TRY IT: Please restate the data that follows, leaving every word in place.

======== SOURCE INFORMATION

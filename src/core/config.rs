//! Volume configuration
//!
//! Loaded from / saved to JSON. A volume with a save directory writes its
//! config next to the region archives as `volume.json`.

use std::io;
use std::path::{Path, PathBuf};

use serde::{Deserialize, Serialize};

use crate::core::{Error, Result};
use crate::streaming::lod::LOD_DISTANCES;

/// File name of the persisted config inside a save directory
pub const VOLUME_CONFIG_FILENAME: &str = "volume.json";

/// Configuration for a streamed volume
#[derive(Clone, Debug, PartialEq, Serialize, Deserialize)]
#[serde(default)]
pub struct VolumeConfig {
    /// Chunk extent in cells (x, y, z). For flat volumes `y` is the layer count.
    pub chunk_size: [u32; 3],
    /// Chunks per region side (regions are square on X/Z)
    pub region_chunks: u32,
    /// Regions exist for region coordinates in `-world_regions..world_regions` on X and Z
    pub world_regions: u32,
    /// Flat (height-field / tile) volume: chunk Y coordinate is always 0
    pub flat: bool,
    /// World seed; region seeds are derived from it
    pub seed: u64,
    /// Interest radius around the viewpoint, in world units
    pub view_radius: f32,
    /// Worker threads for the job pool (0 = available parallelism)
    pub worker_threads: usize,
    /// Distance thresholds for level-of-detail tiers
    pub lod_distances: Vec<f32>,
    /// Directory holding region archives (None = purely in-memory volume)
    pub save_dir: Option<PathBuf>,
    /// Maximum closed-set size of a single A* search
    pub path_search_limit: usize,
}

impl Default for VolumeConfig {
    fn default() -> Self {
        Self {
            chunk_size: [32, 32, 32],
            region_chunks: 65,
            world_regions: 1,
            flat: false,
            seed: 12345,
            view_radius: 64.0,
            worker_threads: 0,
            lod_distances: LOD_DISTANCES.to_vec(),
            save_dir: None,
            path_search_limit: 4096,
        }
    }
}

impl VolumeConfig {
    /// Config for a flat tile volume with `layers` semantic slots per cell column
    pub fn flat(chunk_xz: u32, layers: u32) -> Self {
        Self {
            chunk_size: [chunk_xz, layers, chunk_xz],
            flat: true,
            ..Default::default()
        }
    }

    /// Builder-style save directory
    pub fn with_save_dir(mut self, dir: impl Into<PathBuf>) -> Self {
        self.save_dir = Some(dir.into());
        self
    }

    /// Chunk extent as `usize` triple
    pub fn chunk_dims(&self) -> [usize; 3] {
        [
            self.chunk_size[0] as usize,
            self.chunk_size[1] as usize,
            self.chunk_size[2] as usize,
        ]
    }

    /// Reject configurations the engine cannot stream
    pub fn validate(&self) -> Result<()> {
        if self.chunk_size.iter().any(|&s| s == 0) {
            return Err(Error::Config(format!(
                "chunk_size must be non-zero, got {:?}",
                self.chunk_size
            )));
        }
        if self.region_chunks == 0 {
            return Err(Error::Config("region_chunks must be non-zero".into()));
        }
        if self.world_regions == 0 {
            return Err(Error::Config("world_regions must be non-zero".into()));
        }
        if self.lod_distances.is_empty() {
            return Err(Error::Config("lod_distances must not be empty".into()));
        }
        if !(self.view_radius >= 0.0) {
            return Err(Error::Config(format!(
                "view_radius must be a non-negative number, got {}",
                self.view_radius
            )));
        }
        Ok(())
    }

    /// Save to file (sync)
    pub fn save_sync(&self, path: &Path) -> Result<()> {
        let json = serde_json::to_string_pretty(self)
            .map_err(|e| io::Error::new(io::ErrorKind::Other, e))?;

        if let Some(parent) = path.parent() {
            std::fs::create_dir_all(parent)?;
        }

        std::fs::write(path, json)?;
        Ok(())
    }

    /// Load from file (sync)
    pub fn load_sync(path: &Path) -> Result<Self> {
        let json = std::fs::read_to_string(path)?;
        let config: Self = serde_json::from_str(&json)
            .map_err(|e| Error::Config(format!("{}: {}", path.display(), e)))?;
        config.validate()?;
        Ok(config)
    }
}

================

RESPONSE FOR THIS EXERCISE:
filename src/core/config.rs
//! Volume configuration
//!
//! Loaded from / saved to JSON. A volume with a save directory writes its
//! config next to the region archives as `volume.json`.

use std::io;
use std::path::{Path, PathBuf};

use serde::{Deserialize, Serialize};

use crate::core::{Error, Result};
use crate::streaming::lod::LOD_DISTANCES;

/// File name of the persisted config inside a save directory
pub const VOLUME_CONFIG_FILENAME: &str = "volume.json";

/// Configuration for a streamed volume
#[derive(Clone, Debug, PartialEq, Serialize, Deserialize)]
#[serde(default)]
pub struct VolumeConfig {
    /// Chunk extent in cells (x, y, z). For flat volumes `y` is the layer count.
    pub chunk_size: [u32; 3],
    /// Chunks per region side (regions are square on X/Z)
    pub region_chunks: u32,
    /// Regions exist for region coordinates in `-world_regions..world_regions` on X and Z
    pub world_regions: u32,
    /// Flat (height-field / tile) volume: chunk Y coordinate is always 0
    pub flat: bool,
    /// World seed; region seeds are derived from it
    pub seed: u64,
    /// Interest radius around the viewpoint, in world units
    pub view_radius: f32,
    /// Worker threads for the job pool (0 = available parallelism)
    pub worker_threads: usize,
    /// Distance thresholds for level-of-detail tiers
    pub lod_distances: Vec<f32>,
    /// Directory holding region archives (None = purely in-memory volume)
    pub save_dir: Option<PathBuf>,
    /// Maximum closed-set size of a single A* search
    pub path_search_limit: usize,
}

impl Default for VolumeConfig {
    fn default() -> Self {
        Self {
            chunk_size: [32, 32, 32],
            region_chunks: 65,
            world_regions: 1,
            flat: false,
            seed: 12345,
            view_radius: 64.0,
            worker_threads: 0,
            lod_distances: LOD_DISTANCES.to_vec(),
            save_dir: None,
            path_search_limit: 4096,
        }
    }
}

impl VolumeConfig {
    /// Config for a flat tile volume with `layers` semantic slots per cell column
    pub fn flat(chunk_xz: u32, layers: u32) -> Self {
        Self {
            chunk_size: [chunk_xz, layers, chunk_xz],
            flat: true,
            ..Default::default()
        }
    }

    /// Builder-style save directory
    pub fn with_save_dir(mut self, dir: impl Into<PathBuf>) -> Self {
        self.save_dir = Some(dir.into());
        self
    }

    /// Chunk extent as `usize` triple
    pub fn chunk_dims(&self) -> [usize; 3] {
        [
            self.chunk_size[0] as usize,
            self.chunk_size[1] as usize,
            self.chunk_size[2] as usize,
        ]
    }

    /// Reject configurations the engine cannot stream
    pub fn validate(&self) -> Result<()> {
        if self.chunk_size.iter().any(|&s| s == 0) {
            return Err(Error::Config(format!(
                "chunk_size must be non-zero, got {:?}",
                self.chunk_size
            )));
        }
        if self.region_chunks == 0 {
            return Err(Error::Config("region_chunks must be non-zero".into()));
        }
        if self.world_regions == 0 {
            return Err(Error::Config("world_regions must be non-zero".into()));
        }
        if self.lod_distances.is_empty() {
            return Err(Error::Config("lod_distances must not be empty".into()));
        }
        if !(self.view_radius >= 0.0) {
            return Err(Error::Config(format!(
                "view_radius must be a non-negative number, got {}",
                self.view_radius
            )));
        }
        Ok(())
    }

    /// Save to file (sync)
    pub fn save_sync(&self, path: &Path) -> Result<()> {
        let json = serde_json::to_string_pretty(self)
            .map_err(|e| io::Error::new(io::ErrorKind::Other, e))?;

        if let Some(parent) = path.parent() {
            std::fs::create_dir_all(parent)?;
        }

        std::fs::write(path, json)?;
        Ok(())
    }

    /// Load from file (sync)
    pub fn load_sync(path: &Path) -> Result<Self> {
        let json = std::fs::read_to_string(path)?;
        let config: Self = serde_json::from_str(&json)
            .map_err(|e| Error::Config(format!("{}: {}", path.display(), e)))?;
        config.validate()?;
        Ok(config)
    }
}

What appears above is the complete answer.